Veronica Diquattro, executive vice president Southern Europe Dazn
Veronica Diquattro, executive vice president Southern Europe Dazn

Milano, 21 febbraio 2020 - Tutto cominciò negli anni Ottanta con la duplicazione e l’incisione dei dischi in vinile, acquistabili al mercato nero per poche migliaia di lire. Poi ci si allargò con la diffusione di copie “rubate“ di film, sempre in violazione del diritto d’autore. Con la nascita e il diffondersi delle pay-tv e degli eventi sportivi a pagamento, la “pirateria audiovisiva“ è diventato un atto criminale sempre più diffuso, una piaga in aumento nell’ultimo lustro, in particolare in Italia.

Considerando che la principale forma di pirateria è quella digitale, che ha luogo in varie modalità sul web, e calcolando solo gli users abituali di internet, l’incidenza della pirateria tra gli adulti nel nostro Paese supera di parecchio il 60%. Solo nel 2018 gli eventi sportivi live “piratati“ nel Belpaese sono stati 5 milioni (riguardanti soprattutto il dorato mondo del pallone), nonostante in passato si sia mossa anche la Lega di Serie A nel tentativo di contrastare il fenomeno. Non sono bastate iniziative di sensibilizzazione dirette ai tifosi e cittadini, passando attraverso una richiesta alle autorità di prevedere pene più severe a chi arreca un danno alla nostra industria e all’intera economia italiana. E così adesso scende direttamente in campo Dazn: la piattaforma di streaming, oltre alla collaborazione con la polizia postale, ha infatti deciso di lanciare una campagna di educazione e informazione sul contrasto alla pirateria, in collaborazione con l’Unione nazionale consumatori, "perché sono stati loro a farci capire che il “fenomeno“ non era ben percepito", spiega Veronica Diquattro, executive vice president Southern Europe Dazn. È stata così realizzata una guida anti pirateria ("Pay tv illegale") distribuita in 250 scuole sparse in tutta Italia. "In Italia si stimano oltre 22 milioni di atti di pirateria sportiva – continua la Diquattro –. Il calcio è lo sport più penalizzato dalla pirateria di eventi live, con due pirati su tre, seguito da Formula 1 e MotoGp". La “truffa“ ha maggior incidenza nel fine settimana, in particolar modo dall’ora di pranzo del sabato. Il target? Sorprenderà, ma è 14-18 anni. "Perciò vogliamo spiegare, soprattutto ai più giovani, che la pirateria è un atto criminale, punibile con multe e reclusione. Quindi chi si connette e accede in maniera illegale a canali oprogrammi della pay-tv commette un reato".

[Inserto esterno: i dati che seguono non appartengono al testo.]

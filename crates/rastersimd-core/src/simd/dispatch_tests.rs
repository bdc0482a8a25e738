//! Tests for SIMD level detection and configuration capping.

use super::dispatch::capped_level;
use super::{detected_simd_level, simd_level, warmup_simd_cache, SimdLevel};

// ============================================================================
// Level Ordering
// ============================================================================

#[test]
fn test_levels_include_narrower_x86_levels() {
    assert!(SimdLevel::Avx512.includes(SimdLevel::Avx2));
    assert!(SimdLevel::Avx512.includes(SimdLevel::Sse41));
    assert!(SimdLevel::Avx2.includes(SimdLevel::Sse41));
    assert!(!SimdLevel::Sse41.includes(SimdLevel::Avx2));
    assert!(!SimdLevel::Neon.includes(SimdLevel::Sse41));
    for level in [
        SimdLevel::Avx512,
        SimdLevel::Avx2,
        SimdLevel::Sse41,
        SimdLevel::Neon,
        SimdLevel::Scalar,
    ] {
        assert!(level.includes(SimdLevel::Scalar), "{level:?}");
    }
}

#[test]
fn test_vector_bytes() {
    assert_eq!(SimdLevel::Avx512.vector_bytes(), 64);
    assert_eq!(SimdLevel::Avx2.vector_bytes(), 32);
    assert_eq!(SimdLevel::Sse41.vector_bytes(), 16);
    assert_eq!(SimdLevel::Neon.vector_bytes(), 16);
    assert_eq!(SimdLevel::Scalar.vector_bytes(), 1);
}

// ============================================================================
// Capping
// ============================================================================

#[test]
fn test_cap_below_detected_level_applies() {
    assert_eq!(
        capped_level(SimdLevel::Avx512, Some(SimdLevel::Sse41)),
        SimdLevel::Sse41
    );
    assert_eq!(
        capped_level(SimdLevel::Neon, Some(SimdLevel::Scalar)),
        SimdLevel::Scalar
    );
}

#[test]
fn test_cap_above_detected_level_is_ignored() {
    assert_eq!(
        capped_level(SimdLevel::Sse41, Some(SimdLevel::Avx512)),
        SimdLevel::Sse41
    );
    assert_eq!(
        capped_level(SimdLevel::Neon, Some(SimdLevel::Avx2)),
        SimdLevel::Neon
    );
    assert_eq!(capped_level(SimdLevel::Avx2, None), SimdLevel::Avx2);
}

#[test]
fn test_effective_level_is_supported_by_cpu() {
    warmup_simd_cache();
    assert!(detected_simd_level().includes(simd_level()));
}

#[test]
fn test_level_serializes_lowercase() {
    let text = toml::to_string(&std::collections::BTreeMap::from([(
        "level",
        SimdLevel::Avx512,
    )]))
    .unwrap();
    assert_eq!(text.trim(), "level = \"avx512\"");
}
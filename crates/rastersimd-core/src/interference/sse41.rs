//! SSE4.1 interference kernels (eight i16 lanes per vector).

use std::arch::x86_64::*;

use crate::memory::align_lo;
use crate::simd::x86_sse41::{load_si128, right_not_zero_si128, store_si128, A};
pub(crate) use crate::simd::x86_sse41::HA;
use crate::view::{Raster, RasterMut};

#[inline(always)]
unsafe fn change_vector<const INCREMENT: bool>(s: __m128i, value: __m128i, saturation: __m128i) -> __m128i {
    if INCREMENT {
        _mm_min_epi16(_mm_adds_epi16(s, value), saturation)
    } else {
        _mm_max_epi16(_mm_subs_epi16(s, value), saturation)
    }
}

/// Widens eight mask bytes at `m` into an i16 lane select for `index`.
#[inline(always)]
unsafe fn select_lanes(m: *const u8, index: __m128i) -> __m128i {
    let eq = _mm_cmpeq_epi8(_mm_loadl_epi64(m.cast()), index);
    _mm_unpacklo_epi8(eq, eq)
}

/// Selector for [`change_body`].
#[target_feature(enable = "sse4.1")]
pub(crate) unsafe fn change<const INCREMENT: bool>(statistic: &mut RasterMut<'_, i16>, value: u8, saturation: i16) {
    if statistic.is_aligned(A) {
        change_body::<true, INCREMENT>(statistic, value, saturation);
    } else {
        change_body::<false, INCREMENT>(statistic, value, saturation);
    }
}

#[target_feature(enable = "sse4.1")]
#[inline]
unsafe fn change_body<const ALIGN: bool, const INCREMENT: bool>(
    statistic: &mut RasterMut<'_, i16>,
    value: u8,
    saturation: i16,
) {
    let width = statistic.width();
    let body = align_lo(width, HA);
    let tail_mask = right_not_zero_si128((width - body) * 2);
    let value = _mm_set1_epi16(i16::from(value));
    let saturation = _mm_set1_epi16(saturation);
    for y in 0..statistic.height() {
        let row = statistic.row_mut(y).as_mut_ptr();
        let mut col = 0;
        while col < body {
            let p = row.add(col);
            store_si128::<ALIGN, _>(p, change_vector::<INCREMENT>(load_si128::<ALIGN, _>(p), value, saturation));
            col += HA;
        }
        if body != width {
            let p = row.add(width - HA);
            let s = load_si128::<false, _>(p);
            let changed = change_vector::<INCREMENT>(s, value, saturation);
            store_si128::<false, _>(p, _mm_blendv_epi8(s, changed, tail_mask));
        }
    }
}

/// Selector for [`change_masked_body`]. Mask rows are read eight bytes at a
/// time, so only the statistic alignment picks the body.
#[target_feature(enable = "sse4.1")]
pub(crate) unsafe fn change_masked<const INCREMENT: bool>(
    statistic: &mut RasterMut<'_, i16>,
    value: u8,
    saturation: i16,
    mask: &Raster<'_, u8>,
    index: u8,
) {
    if statistic.is_aligned(A) {
        change_masked_body::<true, INCREMENT>(statistic, value, saturation, mask, index);
    } else {
        change_masked_body::<false, INCREMENT>(statistic, value, saturation, mask, index);
    }
}

#[target_feature(enable = "sse4.1")]
#[inline]
#[allow(clippy::cast_possible_wrap)] // index is compared bitwise
unsafe fn change_masked_body<const ALIGN: bool, const INCREMENT: bool>(
    statistic: &mut RasterMut<'_, i16>,
    value: u8,
    saturation: i16,
    mask: &Raster<'_, u8>,
    index: u8,
) {
    let width = statistic.width();
    let body = align_lo(width, HA);
    let tail_mask = right_not_zero_si128((width - body) * 2);
    let value = _mm_set1_epi16(i16::from(value));
    let saturation = _mm_set1_epi16(saturation);
    let index = _mm_set1_epi8(index as i8);
    for y in 0..statistic.height() {
        let row = statistic.row_mut(y).as_mut_ptr();
        let m = mask.row(y).as_ptr();
        let mut col = 0;
        while col < body {
            let p = row.add(col);
            let s = load_si128::<ALIGN, _>(p);
            let changed = change_vector::<INCREMENT>(s, value, saturation);
            store_si128::<ALIGN, _>(p, _mm_blendv_epi8(s, changed, select_lanes(m.add(col), index)));
            col += HA;
        }
        if body != width {
            let col = width - HA;
            let p = row.add(col);
            let s = load_si128::<false, _>(p);
            let changed = change_vector::<INCREMENT>(s, value, saturation);
            let select = _mm_and_si128(select_lanes(m.add(col), index), tail_mask);
            store_si128::<false, _>(p, _mm_blendv_epi8(s, changed, select));
        }
    }
}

Nel 2018 in Italia oltre 600 milioni di euro di fatturato sono stati persi dall’industria audiovisiva a causa della pirateria e gli utenti sono spesso inconsapevoli del fatto che i loro soldi vanno ad alimentare alcune tra le più pericolose organizzazioni criminali d’Europa. "Da quando siamo sul mercato italiano in qualità di broadcaster di eventi sportivi live - ricorda la Diquattro - abbiamo subito visto quale impatto la pirateria avesse sul nostro modello di business e il rischio che essa rappresenta per l’industria sportiva. Perciò negli ultimi mesi abbiamo lavorato sull’informazione, perché fruire di contenuti piratati va contro la legge". I numeri dicono che nel biennio 2017-2018 l’incidenza della pirateria si attesta al 38% della popolazione e la Lombardia si ferma leggermente sotto la media, con il 35%. Milano è la città che ha più ore “strimmate“, ma curioso è anche il dato relativo a Brescia lo scorso anno: le Rondinelle viaggiavano verso la serie A e con loro una delle tifoserie più “affezionate“ visto che la priovincia di Brescia aveva tante ore “scaricate“. «Ma non possiamo combattere la pirateria e vincere la battaglia da soli – chiosa la Diquattro di Dazn –. Solo grazie al lavoro e l’impegno congiunto di aziende del settore, Leghe, Federazioni e di tutti gli utenti riusciremo ad imporci. Siamo consapevoli del fatto che la “Guida“ non risolva il problema della pirateria audiovisiva ma ci impegnamo nel diffondere la consapevolezza e la conoscenza di questo fenomeno che, soprattutto per quanto riguarda gli eventi sportivi, è in pericolosa crescita".